Up to this point, our discussion has mostly been about the dMSA itself: How the account receives the Kerberos material it needs, how the DC computes it, and how that flow is enforced.

But dMSA was designed for migration, and that means the dMSA’s own identity is often only part of the story. In many deployments, the superseded account is the identity that already holds the meaningful privileges.

Using the dMSA and inheriting the superseded identity are not the same thing, and one does not necessarily imply the other. A service might be able to authenticate as the dMSA and still not receive the superseded identity’s effective authorization context. What matters is not only whether the dMSA can be used, but also whether it is being used through the intended flow and recognized by the DC and KDC as the valid successor of the old account.

This is one of the clearest differences from the older gMSA mental model: With gMSA, once an authorized system could use the account, it effectively had the value of that identity; with dMSA, however, that is not always enough. In many environments, the more important question is whether using the dMSA also causes the system to grant the value that made the migration meaningful in the first place.

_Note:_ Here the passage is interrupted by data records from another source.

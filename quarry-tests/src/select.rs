use crate::Dataset;
use quarry::{Executor, not, stream::TryStreamExt};

pub async fn select_basics<E: Executor>(executor: &mut E) {
    let data = Dataset::declare();
    data.prepare(executor)
        .await
        .expect("Failed to prepare the dataset");
    let users = &data.users;

    let rows = users
        .table
        .select(users.id.eq("andrey"))
        .rows(executor)
        .try_collect::<Vec<_>>()
        .await
        .expect("Failed to select by id");
    assert_eq!(rows.len(), 1);
    assert_eq!(
        rows[0].get(&users.name).expect("Failed to read name"),
        "Andrey"
    );

    let rows = users
        .table
        .select(users.id.eq("andrey").and(users.name.eq("Andrey")))
        .rows(executor)
        .try_collect::<Vec<_>>()
        .await
        .expect("Failed to select with AND");
    assert_eq!(rows.len(), 1);

    let rows = users
        .table
        .select(users.id.eq("andrey").or(users.name.eq("Sergey")))
        .rows(executor)
        .try_collect::<Vec<_>>()
        .await
        .expect("Failed to select with OR");
    assert_eq!(rows.len(), 2);

    let rows = users
        .table
        .select(not(users.id.eq("andrey")))
        .rows(executor)
        .try_collect::<Vec<_>>()
        .await
        .expect("Failed to select with NOT");
    assert_eq!(rows.len(), 4);
    assert!(
        rows.iter()
            .all(|row| row.get(&users.id).expect("Failed to read id") != "andrey")
    );

    // Null comparisons turn into null checks, never `= NULL`.
    let rows = users
        .table
        .select(users.city_id.eq(None))
        .rows(executor)
        .try_collect::<Vec<_>>()
        .await
        .expect("Failed to select by null city");
    assert_eq!(rows.len(), 2);

    let rows = users
        .table
        .select(users.city_id.is_not_null())
        .rows(executor)
        .try_collect::<Vec<_>>()
        .await
        .expect("Failed to select by non null city");
    assert_eq!(rows.len(), 3);

    // The descriptor is reusable: iterating again re-executes the query.
    let select = data
        .cities
        .table
        .select(data.cities.id.ge(2))
        .order_by(&data.cities.name, quarry::Order::Asc);
    let first = select
        .rows(executor)
        .try_collect::<Vec<_>>()
        .await
        .expect("Failed to run the first iteration");
    let second = select
        .rows(executor)
        .try_collect::<Vec<_>>()
        .await
        .expect("Failed to run the second iteration");
    assert_eq!(first, second);
    assert_eq!(first.len(), 2);
    assert_eq!(
        first[0]
            .get(&data.cities.name)
            .expect("Failed to read the city name"),
        "Munich"
    );
}

pub async fn sized_queries<E: Executor>(executor: &mut E) {
    let data = Dataset::declare();
    data.prepare(executor)
        .await
        .expect("Failed to prepare the dataset");
    let cities = &data.cities;

    assert!(
        !cities
            .table
            .select_all()
            .is_empty(executor)
            .await
            .expect("Failed to probe all cities")
    );
    assert!(
        cities
            .table
            .select(cities.name.eq("Qwertt"))
            .is_empty(executor)
            .await
            .expect("Failed to probe a missing city")
    );
    assert_eq!(
        cities
            .table
            .select(cities.name.eq("Qwertt"))
            .count(executor)
            .await
            .expect("Failed to count a missing city"),
        0
    );
    assert_eq!(
        cities
            .table
            .select_all()
            .count(executor)
            .await
            .expect("Failed to count cities"),
        3
    );
}
//! Behavioural test suite any [`Connection`] implementation must pass.
//!
//! Driver crates call [`execute_tests`] from their own test binary with a
//! freshly connected backend; everything here goes through the public
//! builder / executor surface only.

mod compound;
mod distinct;
mod dml;
mod fixtures;
mod membership;
mod roundtrip;
mod select;
mod transactions;

pub use fixtures::Dataset;

use log::LevelFilter;
use quarry::Connection;
use std::env;

pub fn init_logs() {
    let mut logger = env_logger::builder();
    logger
        .is_test(true)
        .format_file(true)
        .format_line_number(true);
    if env::var("RUST_LOG").is_err() {
        logger.filter_level(LevelFilter::Warn);
    }
    let _ = logger.try_init();
}

pub async fn execute_tests<C: Connection>(mut connection: C) {
    select::select_basics(&mut connection).await;
    select::sized_queries(&mut connection).await;
    membership::in_list(&mut connection).await;
    membership::empty_in_list(&mut connection).await;
    membership::row_tuple_in_list(&mut connection).await;
    membership::tuple_partition(&mut connection).await;
    membership::sub_queries(&mut connection).await;
    compound::compound_folds(&mut connection).await;
    distinct::distinct_projection(&mut connection).await;
    distinct::order_by_override(&mut connection).await;
    dml::insert_update_delete(&mut connection).await;
    dml::identity_round_trip(&mut connection).await;
    transactions::transactions(&mut connection).await;
    roundtrip::value_round_trip(&mut connection).await;
}
//! Core of Quarry: the typed query construction and execution layer.
//!
//! Applications declare [`Table`]s and typed [`Column`]s, combine them into
//! immutable [`Expr`] predicate trees, wrap those into [`Select`] / [`Insert`]
//! / [`Update`] / [`Delete`] descriptors, and hand the descriptors to an
//! [`Executor`]. A dialect [`SqlWriter`] lowers every descriptor into SQL
//! text plus an ordered parameter list; the [`codec`] moves values between
//! their declared variants and the dialect's wire representation on the way
//! in and out.

mod as_value;
pub mod codec;
mod column;
mod connection;
mod delete;
mod driver;
mod error;
mod executor;
mod expression;
mod insert;
mod prepared;
mod query;
mod select;
mod table;
mod transaction;
mod update;
mod util;
mod value;
mod writer;

pub use as_value::*;
pub use codec::WireCodec;
pub use column::*;
pub use connection::*;
pub use delete::*;
pub use driver::*;
pub use error::*;
pub use executor::*;
pub use expression::*;
pub use insert::*;
pub use prepared::*;
pub use query::*;
pub use select::*;
pub use table::*;
pub use transaction::*;
pub use update::*;
pub use util::*;
pub use value::*;
pub use writer::*;

pub mod stream {
    pub use ::futures::stream::*;
}
pub use ::futures::future;
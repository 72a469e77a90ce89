/// Direction of an `ORDER BY` term.
#[derive(Debug, Clone, Copy, PartialEq, Eq)]
pub enum Order {
    Asc,
    Desc,
}

impl Order {
    pub fn keyword(&self) -> &'static str {
        match self {
            Order::Asc => "ASC",
            Order::Desc => "DESC",
        }
    }
}
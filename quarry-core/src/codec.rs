use crate::{CodecError, ColumnDef, Result, Value};
use rust_decimal::Decimal;
use time::{
    Date, PrimitiveDateTime, Time, format_description::BorrowedFormatItem,
    macros::format_description,
};
use uuid::Uuid;

const DATE_FORMAT: &[BorrowedFormatItem<'static>] = format_description!("[year]-[month]-[day]");
const TIME_FORMAT: &[BorrowedFormatItem<'static>] =
    format_description!("[hour]:[minute]:[second].[subsecond digits:6]");
const TIMESTAMP_FORMAT: &[BorrowedFormatItem<'static>] =
    format_description!("[year]-[month]-[day] [hour]:[minute]:[second].[subsecond digits:6]");

/// How a dialect stores the types it has no native column for.
///
/// The file family keeps only integer, real, text and blob storage classes,
/// so temporals, UUIDs, decimals and booleans are lowered on the way in and
/// raised back to the declared variant on the way out. Dialects with native
/// types use [`WireCodec::native`] and pass values through untouched.
#[derive(Debug, Clone, Copy, PartialEq, Eq)]
pub struct WireCodec {
    pub boolean_as_integer: bool,
    pub integer_widening: bool,
    pub temporal_as_text: bool,
    pub uuid_as_text: bool,
    pub decimal_as_text: bool,
}

impl WireCodec {
    pub const fn native() -> Self {
        Self {
            boolean_as_integer: false,
            integer_widening: false,
            temporal_as_text: false,
            uuid_as_text: false,
            decimal_as_text: false,
        }
    }
    /// Storage classes of the file family: INTEGER, REAL, TEXT, BLOB.
    pub const fn storage_classes() -> Self {
        Self {
            boolean_as_integer: true,
            integer_widening: true,
            temporal_as_text: true,
            uuid_as_text: true,
            decimal_as_text: true,
        }
    }
}

/// Reject a value whose runtime type or nullability does not match the
/// column declaration. This is the encode side guard: it runs when a value
/// is attached to a statement, long before any SQL is rendered.
pub fn check(column: &ColumnDef, value: &Value) -> Result<()> {
    if value.is_null() {
        if !column.nullable {
            return Err(CodecError::NullNotAllowed {
                column: column.name().to_string(),
            }
            .into());
        }
        return Ok(());
    }
    if !column.value.same_type(value) {
        return Err(CodecError::TypeMismatch {
            column: column.name().to_string(),
            expected: column.value.type_name(),
            found: value.type_name(),
        }
        .into());
    }
    Ok(())
}

fn format_error(value: impl std::fmt::Debug) -> CodecError {
    CodecError::Conversion {
        value: format!("{:?}", value),
        target: "text".to_string(),
    }
}

/// Lower a value to the representation the dialect stores for its type.
pub fn to_wire(codec: &WireCodec, value: Value) -> Result<Value> {
    Ok(match value {
        Value::Boolean(v) if codec.boolean_as_integer => Value::Int64(v.map(|b| b as i64)),
        Value::Int16(v) if codec.integer_widening => Value::Int64(v.map(|n| n as i64)),
        Value::Int32(v) if codec.integer_widening => Value::Int64(v.map(|n| n as i64)),
        Value::Date(v) if codec.temporal_as_text => Value::Varchar(match v {
            Some(d) => Some(d.format(DATE_FORMAT).map_err(|_| format_error(d))?),
            None => None,
        }),
        Value::Time(v) if codec.temporal_as_text => Value::Varchar(match v {
            Some(t) => Some(t.format(TIME_FORMAT).map_err(|_| format_error(t))?),
            None => None,
        }),
        Value::Timestamp(v) if codec.temporal_as_text => Value::Varchar(match v {
            Some(ts) => Some(ts.format(TIMESTAMP_FORMAT).map_err(|_| format_error(ts))?),
            None => None,
        }),
        Value::Uuid(v) if codec.uuid_as_text => Value::Varchar(v.map(|u| u.to_string())),
        Value::Decimal(v) if codec.decimal_as_text => Value::Varchar(v.map(|d| d.to_string())),
        other => other,
    })
}

fn untypeable(column: &ColumnDef, wire: &Value) -> crate::Error {
    CodecError::TypeMismatch {
        column: column.name().to_string(),
        expected: column.value.type_name(),
        found: wire.type_name(),
    }
    .into()
}

fn parse_failed(column: &ColumnDef, text: &str) -> crate::Error {
    CodecError::Conversion {
        value: text.to_string(),
        target: column.value.type_name().to_string(),
    }
    .into()
}

/// Raise a wire value back to the variant the column was declared with.
///
/// Accepts every representation [`to_wire`] can produce for the declared
/// type, for any dialect, so `from_wire(col, to_wire(codec, v)) == v` holds
/// for every value valid for the column.
pub fn from_wire(column: &ColumnDef, wire: Value) -> Result<Value> {
    if wire.is_null() {
        if !column.nullable {
            return Err(CodecError::NullNotAllowed {
                column: column.name().to_string(),
            }
            .into());
        }
        return Ok(column.value.as_empty());
    }
    if column.value.same_type(&wire) {
        return Ok(wire);
    }
    let out_of_range = |v: &dyn std::fmt::Display| {
        crate::Error::from(CodecError::OutOfRange {
            value: v.to_string(),
            target: column.value.type_name().to_string(),
        })
    };
    Ok(match (&column.value, wire) {
        (Value::Boolean(..), Value::Int64(Some(v))) => Value::Boolean(Some(v != 0)),
        (Value::Boolean(..), Value::Int32(Some(v))) => Value::Boolean(Some(v != 0)),
        (Value::Int16(..), Value::Int64(Some(v))) => {
            Value::Int16(Some(i16::try_from(v).map_err(|_| out_of_range(&v))?))
        }
        (Value::Int16(..), Value::Int32(Some(v))) => {
            Value::Int16(Some(i16::try_from(v).map_err(|_| out_of_range(&v))?))
        }
        (Value::Int32(..), Value::Int64(Some(v))) => {
            Value::Int32(Some(i32::try_from(v).map_err(|_| out_of_range(&v))?))
        }
        (Value::Int32(..), Value::Int16(Some(v))) => Value::Int32(Some(v as i32)),
        (Value::Int64(..), Value::Int32(Some(v))) => Value::Int64(Some(v as i64)),
        (Value::Int64(..), Value::Int16(Some(v))) => Value::Int64(Some(v as i64)),
        (Value::Float64(..), Value::Int64(Some(v))) => Value::Float64(Some(v as f64)),
        (Value::Decimal(..), Value::Varchar(Some(v))) => Value::Decimal(Some(
            v.parse::<Decimal>().map_err(|_| parse_failed(column, &v))?,
        )),
        (Value::Decimal(..), Value::Int64(Some(v))) => Value::Decimal(Some(Decimal::from(v))),
        (Value::Date(..), Value::Varchar(Some(v))) => Value::Date(Some(
            Date::parse(&v, DATE_FORMAT).map_err(|_| parse_failed(column, &v))?,
        )),
        (Value::Time(..), Value::Varchar(Some(v))) => Value::Time(Some(
            Time::parse(&v, TIME_FORMAT).map_err(|_| parse_failed(column, &v))?,
        )),
        (Value::Timestamp(..), Value::Varchar(Some(v))) => Value::Timestamp(Some(
            PrimitiveDateTime::parse(&v, TIMESTAMP_FORMAT)
                .map_err(|_| parse_failed(column, &v))?,
        )),
        (Value::Uuid(..), Value::Varchar(Some(v))) => Value::Uuid(Some(
            Uuid::parse_str(&v).map_err(|_| parse_failed(column, &v))?,
        )),
        (_, wire) => return Err(untypeable(column, &wire)),
    })
}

Ouroboros is an account takeover and persistence primitive built around the same dMSA model we just described. Read Andrew Schwartz’s companion Huntress write-up to learn more about the full chain; we will not repeat the exploitation steps here. The broader point addressed in this post is where that chain fits into the security design of dMSA.

It fits exactly at the boundary between using the dMSA and inheriting the superseded identity. In the intended model, that separation is a core part of what gives dMSA its security value.

Ouroboros shows how that separation can break down in practice. Control of the dMSA can be turned into a state in which operating as the dMSA is enough to inherit the superseded account’s effective privileges. In practical terms, the dMSA becomes not only the account being used, but also the mechanism that preserves its own successor status.

The interesting question is no longer only whether an attacker can obtain dMSA authentication material. The more important question is whether the logic around that material can be shaped so that control of the dMSA also carries the successor relationship that gives the account its real value in the first place.

Moving from password retrieval to controlled issuance does not eliminate the security problem; it moves it. With dMSA, secret retrieval is only part of the security boundary. The logic that decides when the account can be used, and when it inherits the value of the identity behind it, matter just as much.

dMSA looks like a meaningful security improvement, and it solves a real operational problem. Moving away from normal password retrieval and toward a DC-controlled Kerberos flow is a sensible change in the managed service account model.

But that also means the security boundary has changed. The important question is no longer only whether a managed password can be read from the directory, it is also whether the system correctly controls when the account can be used, and when it is allowed to inherit the value of the identity it replaced.

dMSA should not be understood as simply “gMSA, but harder to read from LDAP.” Microsoft appears to have introduced a broader model here, and the right way to evaluate it is to study that model directly: How the DC issues authentication material, how the authorization path is enforced, and how successor state is recognized.

dMSA should still be used. But it should be used with a precise understanding of the boundary it is meant to provide, because that boundary is broader than it first appears.